Mohon tunggu...
Joko Hendarto
Joko Hendarto Mohon Tunggu... Dokter -

Orang Indonesia yang belajar lagi ke negeri orang...

Selanjutnya

Tutup

Healthy Artikel Utama

Lindungi Anak Anda dari Bahaya Vaksin?

9 Juli 2015   15:41 Diperbarui: 9 Juli 2015   16:04 4458
+
Laporkan Konten
Laporkan Akun
Kompasiana adalah platform blog. Konten ini menjadi tanggung jawab bloger dan tidak mewakili pandangan redaksi Kompas.
Lihat foto
Bagikan ide kreativitasmu dalam bentuk konten di Kompasiana | Sumber gambar: Freepik

Ilustrasi virus H1N1 (Shutterstock)

Sebelum berangkat ke Jepang, ada satu hal yang selalu saya ingin lakukan, vaksinasi Influenza. Di Jakarta, supervisor saya menyarankan untuk mendapatkan vaksin flu saat melihat saya dengan rutin terserang flu yang cukup berat dan sangat mengganggu. Apalagi Kanazawa katanya adalah tempat dingin serta curah hujannya pun cukup tinggi. Sayangnya saya tidak sempat melakukannya saat masih berada di Indonesia.

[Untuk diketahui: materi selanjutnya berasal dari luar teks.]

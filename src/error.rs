//! Error types for todocal
//!
//! Exit codes:
//! - 0: Success
//! - 2: User error (bad input, missing record)
//! - 4: Operation failed (storage or network failure)

use thiserror::Error;

use crate::models::TaskId;

/// Exit codes for the todocal CLI
pub mod exit_codes {
    pub const SUCCESS: i32 = 0;
    pub const USER_ERROR: i32 = 2;
    pub const OPERATION_FAILED: i32 = 4;
}

/// Main error type for todocal operations
#[derive(Error, Debug)]
pub enum Error {
    // User errors (exit code 2)
    #[error("A due date is required for repeating tasks")]
    MissingAnchorDate,

    #[error("Invalid time '{0}': use H:MM or HH:MM with hour 0-12 and minute 00-59")]
    InvalidTimeFormat(String),

    #[error("Task text must not be empty")]
    EmptyText,

    #[error("Invalid argument: {0}")]
    InvalidArgument(String),

    #[error("Task {0} not found")]
    NotFound(TaskId),

    #[error("Duplicate identifier: {0}")]
    DuplicateIdentifier(String),

    #[error("Invalid configuration: {0}")]
    InvalidConfig(String),

    #[error("Not signed in: the task service rejected the session")]
    NotAuthenticated,

    // Operation failures (exit code 4)
    #[error("Task service unavailable: {0}")]
    CollaboratorUnavailable(String),

    #[error("Created {created} of {requested} occurrences before failing: {source}")]
    PartialCreation {
        created: usize,
        requested: usize,
        #[source]
        source: Box<Error>,
    },

    #[error("IO error: {0}")]
    Io(#[from] std::io::Error),

    #[error("JSON error: {0}")]
    Json(#[from] serde_json::Error),

    #[error("TOML parse error: {0}")]
    TomlParse(#[from] toml::de::Error),

    #[error("TOML serialize error: {0}")]
    TomlSerialize(#[from] toml::ser::Error),
}

impl Error {
    /// Get the exit code for this error
    pub fn exit_code(&self) -> i32 {
        match self {
            Error::MissingAnchorDate
            | Error::InvalidTimeFormat(_)
            | Error::EmptyText
            | Error::InvalidArgument(_)
            | Error::NotFound(_)
            | Error::DuplicateIdentifier(_)
            | Error::InvalidConfig(_)
            | Error::NotAuthenticated => exit_codes::USER_ERROR,

            Error::CollaboratorUnavailable(_)
            | Error::PartialCreation { .. }
            | Error::Io(_)
            | Error::Json(_)
            | Error::TomlParse(_)
            | Error::TomlSerialize(_) => exit_codes::OPERATION_FAILED,
        }
    }

    /// True for errors raised before any persistence call was attempted.
    pub fn is_validation(&self) -> bool {
        matches!(
            self,
            Error::MissingAnchorDate
                | Error::InvalidTimeFormat(_)
                | Error::EmptyText
                | Error::InvalidArgument(_)
        )
    }
}

/// Result type alias for todocal operations
pub type Result<T> = std::result::Result<T, Error>;
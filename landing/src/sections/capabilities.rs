use leptos::prelude::*;

use crate::components::{Card, Icon};
use crate::content::{Anchor, FEATURES};

#[component]
pub fn Capabilities() -> impl IntoView {
    view! {
        <section id=Anchor::Capabilities.id() class="section capabilities">
            <div class="container">
                <div class="section-header">
                    <h2 class="section-title">"Capabilities"</h2>
                    <p class="section-description">"Modular by design, mission-ready from day one."</p>
                </div>
                <div class="capabilities-grid">
                    {FEATURES
                        .iter()
                        .map(|feature| {
                            view! {
                                <Card class="feature-card">
                                    <Icon glyph=feature.icon class="icon-lg icon-accent" />
                                    <div class="feature-title">{feature.title}</div>
                                    <p class="feature-description">{feature.description}</p>
                                </Card>
                            }
                        })
                        .collect_view()}
                </div>
            </div>
        </section>
    }
}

Untungnya, saat sampai di Jepang, ternyata kampus punya program vaksinasi flu rutin dengan biaya yang cukup murah. Vaksinasi yang diberikan khususnya menjelang musim dingin. Nah, sebagai orang baru, saya pun berkonsultasi pada salah seorang kawan tentang vaksinasi ini, bukan konsultasi sebenarnya tapi lebih mirip nanya, tempatnya di mana karena beliau telah terlebih dahulu datang. Namun saya agak kaget juga saat disarankan untuk tidak usah vaksin saja. Beragam alasan muncul, mulai dari ketidakefektifan vaksin, adjuvan yang ditambahkan, kesalahan prinsip vaksinasi serta teori konspirasi yang melatarbelakanginya. Makan yang banyak saja, tidak usah vaksin-vaksinan. Hehehe. Sebuah nasihat yang tentu saja saya tidak ikuti.

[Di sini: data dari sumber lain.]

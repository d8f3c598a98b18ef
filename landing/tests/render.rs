//! Page-level checks on the statically rendered HTML.

#![cfg(feature = "ssr")]

use aurex_landing::content::{Anchor, FEATURES, NAV, VARIANTS};
use aurex_landing::render_page;
use aurex_landing::sections::copyright;
use pretty_assertions::assert_eq;

fn count(haystack: &str, needle: &str) -> usize {
    haystack.matches(needle).count()
}

/// Slice of `html` from the opening of section `id` to the next `</section>`.
fn section<'a>(html: &'a str, id: &str) -> &'a str {
    let start = html
        .find(&format!(r#"id="{id}""#))
        .unwrap_or_else(|| panic!("section {id} missing"));
    let end = html[start..]
        .find("</section>")
        .map(|offset| start + offset)
        .unwrap_or(html.len());
    &html[start..end]
}

#[test]
fn every_anchor_resolves_to_exactly_one_section() {
    let html = render_page();
    for anchor in Anchor::ALL {
        assert_eq!(
            count(&html, &format!(r#"id="{}""#, anchor.id())),
            1,
            "anchor {}",
            anchor.id()
        );
    }
}

#[test]
fn nav_links_target_existing_sections() {
    let html = render_page();
    for entry in NAV {
        assert!(html.contains(&format!(r#"href="{}""#, entry.anchor.href())));
        assert!(html.contains(&format!(r#"id="{}""#, entry.anchor.id())));
    }
}

#[test]
fn one_card_per_variant_with_full_spec_grid() {
    let html = render_page();
    let platforms = section(&html, Anchor::Platforms.id());

    assert_eq!(count(platforms, r#"class="card variant-card""#), VARIANTS.len());
    for variant in VARIANTS {
        let heading = format!(r#"<h3 class="variant-name">{}</h3>"#, variant.name);
        assert_eq!(count(platforms, &heading), 1, "{}", variant.name);
    }

    let cells: usize = VARIANTS.iter().map(|v| v.specs.len()).sum();
    assert_eq!(count(platforms, r#"class="spec-cell""#), cells);
    assert_eq!(count(platforms, "Max Takeoff Weight"), VARIANTS.len());
}

#[test]
fn highlights_keep_their_order() {
    let html = render_page();
    for variant in VARIANTS {
        let positions: Vec<usize> = variant
            .highlights
            .iter()
            .map(|h| {
                let escaped = h.replace('&', "&amp;");
                html.find(&escaped)
                    .unwrap_or_else(|| panic!("missing highlight {h}"))
            })
            .collect();
        assert!(positions.windows(2).all(|w| w[0] < w[1]), "{}", variant.name);
    }
}

#[test]
fn platform_cards_start_hidden_with_staggered_delay() {
    let html = render_page();
    let platforms = section(&html, Anchor::Platforms.id());

    assert_eq!(count(platforms, "reveal is-hidden"), VARIANTS.len());
    for delay in ["transition-delay: 0ms;", "transition-delay: 50ms;", "transition-delay: 100ms;"] {
        assert_eq!(count(platforms, delay), 1, "{delay}");
    }
}

#[test]
fn capabilities_render_every_feature() {
    let html = render_page();
    let capabilities = section(&html, Anchor::Capabilities.id());

    assert_eq!(count(capabilities, r#"class="card feature-card""#), FEATURES.len());
    for feature in FEATURES {
        let title = feature.title.replace('&', "&amp;");
        assert!(capabilities.contains(&title), "{}", feature.title);
    }
}

#[test]
fn footer_shows_current_year() {
    let html = render_page();
    let year = chrono::Local::now().format("%Y").to_string();
    let expected = copyright(year.parse().expect("four digit year"));

    assert!(expected.starts_with(&year));
    assert!(html.contains(&expected));
}

#[test]
fn mobile_menu_starts_closed() {
    let html = render_page();
    assert!(html.contains(r#"aria-label="Toggle Menu""#));
    assert!(html.contains(r#"aria-expanded="false""#));
    assert!(!html.contains(r#"id="mobile-nav""#));
}

#[test]
fn contact_form_has_no_action_and_discloses_it() {
    let html = render_page();
    let contact = section(&html, Anchor::Contact.id());

    for name in ["name", "email", "organization", "message"] {
        assert!(contact.contains(&format!(r#"name="{name}""#)), "field {name}");
    }
    assert!(!contact.contains("action="));
    assert!(!contact.contains("method="));
    assert!(contact.contains(r#"type="submit""#));
    assert!(contact.contains("This is a static demo form."));
}

#[test]
fn logos_are_fixed_and_not_draggable() {
    let html = render_page();
    let logos = count(&html, r#"src="/aurex-logo.png""#);

    // header, hero, one per platform card, footer
    assert_eq!(logos, 3 + VARIANTS.len());
    assert_eq!(count(&html, r#"alt="Aurex Aerospace Logo""#), logos);
    assert_eq!(count(&html, r#"draggable="false""#), logos);
}
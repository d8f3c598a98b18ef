//! Presentational primitives shared by every section.
//!
//! # Component Hierarchy
//!
//! ```text
//! Button  - <a> or <button> with the base `btn` class
//! Card    - bordered, padded container
//! Logo    - fixed brand image
//! Icon    - inline SVG for a content Glyph
//! ```

mod button;
mod card;
mod icons;
mod logo;

pub use button::{Button, ButtonType};
pub use card::Card;
pub use icons::{Icon, glyph_paths};
pub use logo::Logo;

/// Join a fixed base class with an optional caller class.
pub(crate) fn merge_class(base: &str, extra: &str) -> String {
    let extra = extra.trim();
    if extra.is_empty() {
        base.to_string()
    } else {
        format!("{base} {extra}")
    }
}

#[cfg(test)]
mod tests {
    use super::merge_class;

    #[test]
    fn merge_skips_empty_extra() {
        assert_eq!(merge_class("card", ""), "card");
        assert_eq!(merge_class("card", "  "), "card");
        assert_eq!(merge_class("card", "hero-card"), "card hero-card");
    }
}
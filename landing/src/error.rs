//! Error type for the few browser operations that can fail.

use thiserror::Error;
use wasm_bindgen::JsValue;

pub type Result<T> = std::result::Result<T, SiteError>;

#[derive(Debug, Error)]
pub enum SiteError {
    #[error("no global window object")]
    NoWindow,

    #[error("window has no document")]
    NoDocument,

    #[error("mount point #{id} not found in the host document")]
    MountPointMissing { id: String },

    #[error("mount point #{id} is not an HTML element")]
    MountPointNotHtml { id: String },

    #[error("page is already mounted")]
    AlreadyMounted,

    #[error("viewport observer: {0}")]
    Observer(String),
}

impl SiteError {
    /// Wrap a thrown JS value as an observer error.
    pub fn observer(value: &JsValue) -> Self {
        let message = value
            .as_string()
            .unwrap_or_else(|| format!("{value:?}"));
        SiteError::Observer(message)
    }
}

#[cfg(test)]
mod tests {
    use super::*;

    #[test]
    fn messages_name_the_mount_point() {
        let err = SiteError::MountPointMissing { id: "root".into() };
        assert_eq!(err.to_string(), "mount point #root not found in the host document");
    }

    #[test]
    fn already_mounted_message() {
        assert_eq!(SiteError::AlreadyMounted.to_string(), "page is already mounted");
    }
}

Antivaksin, tadinya saya pikir semangat ini cuma ada di kalangan kelompok-kelompok keagamaan fanatik. Contohnya di Pakistan dan Afganistan saat pekerja vaksin WHO ditembaki oleh milisi Taliban karena dianggap meracuni anak-anak mereka dengan vaksin. Tapi nampaknya saya keliru, dari pengalaman di atas dan juga dari beberapa orang di sekitar saya, semangat “antivaksinisme” ini ternyata juga beredar di kalangan kaum cerdik terpelajar. Ada semacam kontradiksi karena banyak dari mereka yang pernah belajar imunologi, pernah belajar tentang bagaimana sistem imun bekerja namun ujungnya menolak vaksinasi. Padahal vaksinasi sudah terbukti banyak membantu umat manusia melawan dan mengeliminasi beragam penyakit infeksi serius. Bahkan kini telah jadi harapan baru untuk berhadapan dengan penyakit bukan infeksi semisal kanker.

Penolakan atas Vaksin

Terdapat beberapa alasan yang sering dikemukakan oleh aktivis antivaksin itu, saya tertarik mengutip dari mereka yang menggunakan pahaman agama utamanya yang saya temukan dari beberapa situs Islam antivaksin yang mungkin saya agak kurang sepaham dengannya. Pertama, menurut kelompok antivaksin itu, prinsip vaksin sudah salah dari dasarnya. Mencegah penyakit tidak pernah dicontohkan oleh nabi dengan memasukkan bibit penyakit yang dilemahkan itu, tapi harusnya dengan mengonsumsi makanan bergizi untuk meningkatkan antibodi.

Ini benar, asupan makanan yang bergizi sangat penting untuk perkembangan sistem imun kita. Anak-anak yang kurang gizi, utamanya kekurangan protein, akan tidak punya cukup material untuk membentuk komponen-komponen yang penting untuk kekebalan tubuhnya, misalnya antibodi dan sel-sel imun lainnya. Tapi cukupkah dengan pendekatan itu? Ada hal yang mungkin perlu diingat bersama tentang bagaimana sistem imun kita bekerja.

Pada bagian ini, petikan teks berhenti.